One of the most common OMCs used as a filler in NCs is FDU-15. FDU-15 possesses a 2-D hexagonal structure and hydrophobic nature having sizeable pore volumes (0.65-0.85 g/cm3) with a high BET surface area between 650 to 1500 m2/g. This structure makes it applicable in water remediation with hydrophobic nature [14, 16]. A study has been done by Wu and his co-workers have shown that the removal capacity of alkaline earth metals increases with the amount of FDU-15. The results revealed that all the alkaline doped FDU-15 possessed significant adsorption capacity and the adsorption process occurred in either the conversion of nitrogen monoxide and oxygen to nitrogen dioxide and then to nitrite or direct oxidation of nitrogen monoxide to nitrite or nitrate [17].
However, there would be trouble using FDU-15 as the reinforcing agent in the polymer matrix. The hydrophobic nature of FDU-15 is not compatible with the polymer matrix and makes it difficult to produce homogenous NCs and finally leads to the accumulation of these mesopores into the matrix [18, 19]. Therefore, they must be modified with some coupling agents such as 3-aminopropyltriethoxysilane (KH-550) to decrease the agglomeration of mesoporous into the polymer matrix. Mohammadnezhad and his co-workers designed a series of NC films based on the PMMA and FDU-15 mesoporous using 3-mercaptopropyl-trimethoxysilane as a modifying agent and studied their thermal stability and mechanical behavior. The result showed that by increasing the amount of FDU-15 mesoporous, the thermal stability and their mechanical behavior rise as well [20].
KH-550 has been extensively used to make a bridge between inorganic fillers and the organic polymer matrix. On the one hand, the oxygen atom on its structure makes a covalent bond with the filler and on the other hand, the primary amine portion reacts with the organic function groups in the polymer matrix [21].
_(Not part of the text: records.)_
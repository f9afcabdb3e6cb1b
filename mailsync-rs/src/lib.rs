//! mailsync-rs: pull-based mailbox synchronization into SQLite
//!
//! Ingests a Gmail mailbox into a local SQLite store and keeps the copy
//! consistent with the remote over repeated runs.
//!
//! # Features
//!
//! - **Idempotent sync**: every pass is safe to interrupt and re-run;
//!   records are written by upsert and the cursor only advances after the
//!   corresponding writes are durable
//! - **Concurrent fetching**: a bounded worker pool pipelined with the
//!   remote listing, with backpressure from a bounded queue
//! - **Deletion reconciliation**: full listings are compared against the
//!   store to soft-delete messages removed on the remote
//! - **Graceful shutdown**: Ctrl-C drains in-flight work and still commits
//!   what completed; a second Ctrl-C forces an exit
//!
//! # Modules
//!
//! - [`auth`]: stored OAuth2 token loading and refresh
//! - [`config`]: configuration management
//! - [`error`]: error types and classification
//! - [`gmail`]: remote API client, wire types, and record transform
//! - [`message`]: domain record types
//! - [`source`]: the remote-source trait the engine runs against
//! - [`storage`]: SQLite message store and sync checkpoint
//! - [`sync`]: orchestrator, worker pool, and retry policy

pub mod auth;
pub mod config;
pub mod error;
pub mod gmail;
pub mod message;
pub mod source;
pub mod storage;
pub mod sync;

// Re-export commonly used types
pub use config::Config;
pub use error::{Result, SyncError};
pub use storage::MessageStore;
pub use sync::{SyncEngine, SyncReport};
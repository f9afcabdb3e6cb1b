//! Gmail REST API integration: wire types, client, and the transform into
//! the storage record shape.

pub mod client;
pub mod model;
pub mod transform;

pub use client::GmailClient;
Ultrasonic irradiation as an efficient and green method has widely been exploited to achieve the maximum dispersion of fillers into the NCs. This helps to achieve the maximum interaction between polymer chains and nanoparticles become possible. In a study that was done by Okhovat and his co-worker, a series of NCs based on chitosan-tragacanth blend reinforced with ZnO@Ag nanoparticles were built by the use of ultrasonic irradiation and they were used in bioactivity and antibacterial activity. The result showed that all the NCs are very compatible with hydroxyapatite and also, they showed an extreme antibacterial activity against both gram-negative and gram-positive bacteria [22].
In this project, several kinds of NCs were fabricated by the incorporation of different (0.5, 1, 2, and 3) wt% of the FDU-15s modified with KH-550 (m-FDU) into the PMMA matrix through the in-situ polymerization by the aid of ultrasonic irradiation. Various techniques and instruments were applied to characterize these NCs. Fourier transform infrared spectroscopy (FT-IR) by the aim of investigation of the functional groups, Low angle X-ray diffraction (LXRD) was utilized for the study of the crystallinity, field emission scanning electron microscopy (FE-SEM) for the morphological investigation, and transmission electron microscopy (TEM) to observe the shape and dispersion of m-FDUs into the polymer matrix were used. Moreover, investigation of the influences of these mesoporous structures on the thermal stability of the PMMA was examined by the thermogravimetric analysis (TGA).